4°) L’article 19 du projet de loi comporte également plusieurs mesures de simplification du Code minier relatives aux procédures de délivrance des permis exclusifs de recherche, de réutilisation d’ouvrages miniers et d’autorisation unique d’occupation du domaine et d’exploitation minière.

Notamment, ces modifications :

  • visent l’accélération de la procédure d’attribution et de refus des permis exclusifs de recherche. La procédure de participation du public (enquête publique ou participation du public par voie électronique) est précisée selon si le projet est soumis à analyse environnementale ou non. Il ressort des motifs de l’amendement ayant introduit cette disposition que l’objectif est de prendre en compte la décision du Conseil d’Etat en date du 12 juillet 2024, Guyane Nature Environnement et autre, n° 468529 selon laquelle un titre minier peut faire l’objet d’une évaluation environnementale ;
  • permettent la prolongation en cas de circonstance exceptionnelle de la validité d’un permis exclusif de recherches au-delà de la durée maximale de quinze ans,
  • simplifient la procédure de règlement des litiges en cas de superposition des titres miniers en supprimant la saisine pour avis du conseil général de l’économie de l’industrie et des technologies ;
  • clarifient les prérogatives de la police des mines, et notamment les conditions lui permettant d’accéder aux locaux à usage d’habitation.

L’article 19 bis intègre également à la procédure d’autorisation environnementale la déclaration préalable à l’exécution de sondage, ouvrage et fouille dont la profondeur dépasse dix mètres au-dessous de la surface du sol (article L. 411-1 du Code minier).
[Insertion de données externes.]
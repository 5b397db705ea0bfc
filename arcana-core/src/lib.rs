//! Wizard economy engine.
//!
//! This crate provides:
//! - Spells and magic items that act through capability traits
//! - Wizards that cast, use items, trade, steal and loot
//! - A realm that resolves actions between wizards deterministically
//!
//! # Quick Start
//!
//! ```
//! use arcana_core::{catalog, MagicLevel, Wizard};
//!
//! let diffindo = catalog::get_spell("Diffindo").unwrap().clone();
//! let mut harry = Wizard::builder("Harry", MagicLevel::Student)
//!     .spells([diffindo.clone()])
//!     .build()
//!     .unwrap();
//! let mut draco = Wizard::builder("Draco", MagicLevel::Student)
//!     .basic_hp(30)
//!     .build()
//!     .unwrap();
//!
//! assert!(harry.cast_spell(&diffindo, &mut draco));
//! assert_eq!(draco.hp(), 10);
//! ```

pub mod catalog;
pub mod chooser;
pub mod config;
pub mod error;
pub mod items;
pub mod level;
pub mod magic;
pub mod realm;
pub mod spells;
pub mod testing;
pub mod trade;
pub mod wizard;

// Primary public API
pub use chooser::{Chooser, RngChooser};
pub use config::RealmConfig;
pub use error::{MagicError, MagicResult};
pub use items::{ItemId, ItemKind, MagicItem, Tradeable};
pub use level::MagicLevel;
pub use magic::{percent_of, MagicEffectRealization, MagicSource, Stat, Target};
pub use realm::{Action, Realm};
pub use spells::{Spell, SpellEffect, SpellId};
pub use trade::{give, purchase, Trader};
pub use testing::ScriptedChooser;
pub use wizard::{Wizard, WizardBuilder, WizardId};
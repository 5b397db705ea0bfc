//! QA tests for casting, item use and death through the public API.
//!
//! Run with: `cargo test -p arcana-core --test qa_scenarios`

use arcana_core::testing::{assert_vitals, create_sample_wizard};
use arcana_core::{
    catalog, percent_of, Action, MagicEffectRealization, MagicItem, MagicLevel, MagicSource,
    Realm, RealmConfig, RngChooser, Spell, Stat, Target, Tradeable, Trader, Wizard,
};

fn wizard(name: &str, level: MagicLevel, hp: u32, mp: u32) -> Wizard {
    Wizard::builder(name, level)
        .basic_hp(hp)
        .mp(mp)
        .carrying_capacity(10)
        .build()
        .expect("valid wizard")
}

// =============================================================================
// Casting
// =============================================================================

#[test]
fn test_attack_clamps_hp_and_charges_caster() {
    let spell = Spell::attacking("Diffindo", 3, MagicLevel::Adept, Stat::Hp, false, 20).unwrap();
    let mut a = wizard("A", MagicLevel::Student, 10, 50);
    let mut b = wizard("B", MagicLevel::Student, 10, 50);
    assert!(a.learn(spell.clone()));

    assert!(a.cast_spell(&spell, &mut b));
    assert_eq!(b.hp(), 0);
    assert_eq!(a.mp(), 47);
    assert!(b.is_dead());
}

#[test]
fn test_percentage_and_absolute_paths_agree() {
    for pct in [0u32, 1, 17, 29, 50, 99, 100] {
        let mut by_pct = wizard("P", MagicLevel::Noob, 150, 50);
        let mut by_abs = wizard("Q", MagicLevel::Noob, 150, 50);
        by_pct.take_damage_percent(pct);
        by_abs.take_damage(percent_of(150, pct));
        assert_eq!(by_pct.hp(), by_abs.hp(), "pct {pct}");

        by_pct.weaken_magic_percent(pct);
        by_abs.weaken_magic(percent_of(50, pct));
        assert_eq!(by_pct.mp(), by_abs.mp(), "pct {pct}");
    }
}

#[test]
fn test_damage_never_goes_negative() {
    let mut w = wizard("W", MagicLevel::Noob, 10, 5);
    w.take_damage(u32::MAX);
    w.weaken_magic(6);
    assert_vitals(&w, 0, 0);
    w.take_damage_percent(100);
    assert_vitals(&w, 0, 0);
}

#[test]
fn test_protection_blocks_before_mana_is_spent() {
    let spell = catalog::get_spell("Confringo").unwrap().clone();
    let mut a = create_sample_wizard("Harry");
    a.learn(spell.clone());
    let mut b = create_sample_wizard("Draco");
    b.set_protection(std::slice::from_ref(&spell));

    let mp = a.mp();
    assert!(a.cast_spell(&spell, &mut b));
    assert_eq!(a.mp(), mp);
    assert_eq!(b.hp(), b.basic_hp());
}

#[test]
fn test_clone_of_spell_is_same_spell() {
    let spell = Spell::attacking("Expulso", 1, MagicLevel::Noob, Stat::Hp, false, 1).unwrap();
    let copy = spell.clone();
    let twin = Spell::attacking("Expulso", 1, MagicLevel::Noob, Stat::Hp, false, 1).unwrap();

    let mut w = create_sample_wizard("Luna");
    w.learn(spell.clone());
    w.set_protection(&[spell]);
    assert!(w.knows(&copy));
    assert!(w.is_protected(&copy));
    assert!(!w.knows(&twin));
    assert!(!w.is_protected(&twin));
    assert!(w.learn(twin));
}

// =============================================================================
// Items
// =============================================================================

#[test]
fn test_concoction_mixed_signs() {
    let brew = MagicItem::concoction("My Brew", 1, 1, 1, -5, 10, vec![]).unwrap();
    let id = brew.id();
    let mut user = Wizard::builder("User", MagicLevel::Noob)
        .carrying_capacity(5)
        .inventory([brew])
        .build()
        .unwrap();
    let mut target = wizard("Target", MagicLevel::Noob, 10, 0);

    assert!(user.use_item(id, &mut target));
    assert_vitals(&target, 5, 10);
    assert_eq!(user.item(id).map(|i| i.usages()), Some(0));
}

#[test]
fn test_scroll_is_blocked_but_potion_is_not() {
    let spell = Spell::attacking("Sectumsempra", 1, MagicLevel::Noob, Stat::Hp, false, 4).unwrap();
    let scroll = MagicItem::scroll("Scroll", 1, 1, 1, spell.clone()).unwrap();
    let acid = MagicItem::concoction("Acid", 1, 1, 1, -4, 0, vec![]).unwrap();
    let (scroll_id, acid_id) = (scroll.id(), acid.id());
    let mut user = Wizard::builder("User", MagicLevel::Noob)
        .carrying_capacity(5)
        .inventory([scroll, acid])
        .build()
        .unwrap();
    let mut target = wizard("Target", MagicLevel::Noob, 10, 0);
    target.set_protection(&[spell]);

    assert!(user.use_item(scroll_id, &mut target));
    assert_eq!(target.hp(), 10);
    assert!(user.use_item(acid_id, &mut target));
    assert_eq!(target.hp(), 6);
}

#[test]
fn test_use_item_on_self() {
    let potion = catalog::get_item("Essence of Dittany").unwrap();
    let id = potion.id();
    let mut w = Wizard::builder("Harry", MagicLevel::Noob)
        .basic_hp(100)
        .hp(10)
        .carrying_capacity(5)
        .inventory([potion])
        .build()
        .unwrap();

    assert!(w.use_item(id, Target::Myself));
    assert!(w.use_item(id, Target::Myself));
    assert_eq!(w.hp(), 60);
    // No usages left: still reported, nothing changes
    assert!(w.use_item(id, Target::Myself));
    assert_eq!(w.hp(), 60);
}

// =============================================================================
// Death
// =============================================================================

#[test]
fn test_dead_wizard_is_inert_but_healable() {
    let heal = Spell::healing("Episkey", 1, MagicLevel::Noob, Stat::Hp, false, 5).unwrap();
    let mut dead = wizard("Cedric", MagicLevel::Noob, 10, 50);
    dead.take_damage(10);
    assert!(dead.is_dead());

    assert!(!dead.learn(heal.clone()));
    assert!(!dead.provide_mana(MagicLevel::Noob, 0));
    assert!(!dead.pay(0));
    assert!(!dead.earn(5));
    assert_eq!(dead.mp(), 50);
    assert_eq!(dead.money(), 0);

    let mut healer = create_sample_wizard("Poppy");
    healer.learn(heal.clone());
    assert!(healer.cast_spell(&heal, &mut dead));
    assert_eq!(dead.hp(), 5);
    assert!(!dead.is_dead());
    assert!(dead.learn(heal));
}

// =============================================================================
// Realm
// =============================================================================

fn duel(seed: u64) -> Vec<(u32, u32)> {
    let mut realm = Realm::new(RealmConfig::new("Duel").with_seed(seed));
    let a = realm.add_wizard(create_sample_wizard("Harry"));
    let b = realm.add_wizard(create_sample_wizard("Draco"));
    for turn in 0..20 {
        let (caster, target) = if turn % 2 == 0 { (a, b) } else { (b, a) };
        realm
            .perform(Action::CastRandomSpell { caster, target })
            .expect("both wizards exist");
    }
    [a, b]
        .iter()
        .map(|id| {
            let w = realm.wizard(*id).expect("still in realm");
            (w.hp(), w.mp())
        })
        .collect()
}

#[test]
fn test_same_seed_same_duel() {
    assert_eq!(duel(1234), duel(1234));
}

#[test]
fn test_cast_random_spell_with_seeded_chooser() {
    let mut a = create_sample_wizard("Harry");
    let mut b = create_sample_wizard("Draco");
    let mut chooser = RngChooser::seeded(5);
    assert!(a.cast_random_spell(&mut b, &mut chooser));
    assert!(a.mp() < a.basic_mp());
}
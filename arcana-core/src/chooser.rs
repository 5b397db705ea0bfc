//! Uniform random selection.
//!
//! Random spells, random items and theft all pick one element out of a
//! collection. The pick is delegated to a [`Chooser`] so callers decide where
//! the randomness comes from: an entropy-seeded RNG in play, a seeded one for
//! reproducible simulations, or a fixed script in tests.

use rand::rngs::StdRng;
use rand::{Rng, SeedableRng};

/// Picks an index uniformly from `0..len`.
pub trait Chooser {
    /// Choose an index in `0..len`. Never called with `len == 0`.
    fn choose(&mut self, len: usize) -> usize;
}

/// A [`Chooser`] backed by any `rand` RNG.
#[derive(Debug, Clone)]
pub struct RngChooser<R> {
    rng: R,
}

impl<R: Rng> RngChooser<R> {
    pub fn new(rng: R) -> Self {
        Self { rng }
    }

    pub fn into_inner(self) -> R {
        self.rng
    }
}

impl RngChooser<StdRng> {
    /// Deterministic chooser; the same seed yields the same picks.
    pub fn seeded(seed: u64) -> Self {
        Self::new(StdRng::seed_from_u64(seed))
    }

    pub fn from_entropy() -> Self {
        Self::new(StdRng::from_entropy())
    }
}

impl<R: Rng> Chooser for RngChooser<R> {
    fn choose(&mut self, len: usize) -> usize {
        self.rng.gen_range(0..len)
    }
}

/// Pick an element of `items`, or `None` if it is empty.
pub fn choose_from<'a, T, C>(items: &'a [T], chooser: &mut C) -> Option<&'a T>
where
    C: Chooser + ?Sized,
{
    if items.is_empty() {
        return None;
    }
    items.get(chooser.choose(items.len()))
}
//! Testing utilities for the realm.
//!
//! This module provides tools for deterministic tests:
//! - `ScriptedChooser` replays fixed picks instead of rolling
//! - Sample wizards and items for building scenarios
//! - Assertion helpers for verifying wizard state

use crate::chooser::Chooser;
use crate::items::{ItemId, MagicItem, Tradeable};
use crate::level::MagicLevel;
use crate::magic::Stat;
use crate::spells::Spell;
use crate::trade::Trader;
use crate::wizard::Wizard;

/// A chooser that returns scripted picks.
///
/// Picks are returned in order and cycle once exhausted. Each pick is
/// reduced modulo the collection length so a script never goes out of range.
#[derive(Debug, Clone)]
pub struct ScriptedChooser {
    /// Scripted picks to return in order.
    picks: Vec<usize>,
    /// Index of next pick to return.
    pick_index: usize,
}

impl ScriptedChooser {
    pub fn new(picks: impl IntoIterator<Item = usize>) -> Self {
        Self {
            picks: picks.into_iter().collect(),
            pick_index: 0,
        }
    }

    /// Always pick the first element.
    pub fn first() -> Self {
        Self::new([0])
    }

    /// Append a pick to the end of the script.
    pub fn queue_pick(&mut self, pick: usize) {
        self.picks.push(pick);
    }

    /// Number of picks made so far.
    pub fn picks_made(&self) -> usize {
        self.pick_index
    }

    /// Start over from the first pick.
    pub fn reset(&mut self) {
        self.pick_index = 0;
    }
}

impl Chooser for ScriptedChooser {
    fn choose(&mut self, len: usize) -> usize {
        if self.picks.is_empty() || len == 0 {
            return 0;
        }
        let pick = self.picks[self.pick_index % self.picks.len()];
        self.pick_index += 1;
        pick % len
    }
}

// ============================================================================
// Sample fixtures
// ============================================================================

/// A healthy student with some money and room to carry things.
pub fn create_sample_wizard(name: &str) -> Wizard {
    let spells = [
        Spell::attacking("Diffindo", 3, MagicLevel::Adept, Stat::Hp, false, 20),
        Spell::healing("Episkey", 5, MagicLevel::Noob, Stat::Hp, true, 20),
    ];
    Wizard::builder(name, MagicLevel::Student)
        .basic_hp(100)
        .money(100)
        .carrying_capacity(20)
        .spells(spells.into_iter().flatten())
        .build()
        .unwrap_or_else(|e| panic!("sample wizard {name}: {e}"))
}

/// A wizard with no HP left, carrying the given items.
pub fn create_sample_corpse(name: &str, items: Vec<MagicItem>) -> Wizard {
    let capacity = items.iter().map(Tradeable::weight).sum();
    Wizard::builder(name, MagicLevel::Noob)
        .hp(0)
        .carrying_capacity(capacity)
        .inventory(items)
        .build()
        .unwrap_or_else(|e| panic!("sample corpse {name}: {e}"))
}

/// A light, cheap mana potion.
pub fn sample_potion() -> MagicItem {
    MagicItem::mana_potion("Wiggenweld Potion", 3, 10, 1, 15)
        .unwrap_or_else(|e| panic!("sample potion: {e}"))
}

// ============================================================================
// Assertion helpers
// ============================================================================

/// Assert that a wizard holds an item.
pub fn assert_carries(wizard: &Wizard, id: ItemId) {
    assert!(
        wizard.possesses(id),
        "Expected {} to carry item {id}",
        wizard.name()
    );
}

/// Assert that a wizard does not hold an item.
pub fn assert_not_carries(wizard: &Wizard, id: ItemId) {
    assert!(
        !wizard.possesses(id),
        "Expected {} not to carry item {id}",
        wizard.name()
    );
}

/// Assert a wizard's current HP and MP.
pub fn assert_vitals(wizard: &Wizard, hp: u32, mp: u32) {
    assert_eq!(
        (wizard.hp(), wizard.mp()),
        (hp, mp),
        "Unexpected vitals for {}",
        wizard.name()
    );
}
Les déclarations des ouvrages de prélèvement des eaux souterraines pour l’alimentation privée en eau potable, prévues à l’article L. 2224-9 du CGCT, seront également réalisées dans le cadre de cette déclaration du Code minier.

5°) Un décret devra préciser les conditions dans lesquelles la raison impérative d’intérêt public majeur peut être reconnue pour les projets qualifiés « d’intérêt national majeur » en application de l’article L. 300-6-2 du Code de l’urbanisme. Un amendement adopté par l’Assemblée nationale précise qu’il doit être tenu compte des enjeux liés à la résilience du stockage des données stratégiques, les projets de centres de données pouvant être concernés.

Concernant les centres de données, il est également prévu à ce stade par le projet de loi que l’administration pourra refuser l’octroi du permis de construire d’un centre de données implanté sur un territoire connaissant des tensions structurelles sur la ressource en eau.

6°) La facilitation de la passation des marchés publics portant sur des produits d’occasion et sur des fournitures issues du réemploi ou de la réutilisation est par ailleurs actée (article 4 bis AD).

7°) Il est encore prévu une modification de la procédure de la déclaration de projet (article L. 126-1 du Code de l’environnement) lorsque celle-ci est prononcée par l’Etat et que le projet en cause est susceptible de nécessiter une dérogation espèces protégées, afin que l’Etat statue sur l’existence ou non d’une raison impérative d’intérêt public majeur dès ce stade. La RIIPM ne pourrait alors être remise en cause que dans le cadre d’un recours dirigé contre la déclaration de projet et non contre l’arrêté octroyant une dérogation espèces protégées. Une telle reconnaissance anticipée de la RIIPM serait également possible pour les projets ayant fait l’objet d’une déclaration d’utilité publique ou d’une déclaration de projet avant l’entrée en vigueur de la loi de simplification de la vie économique.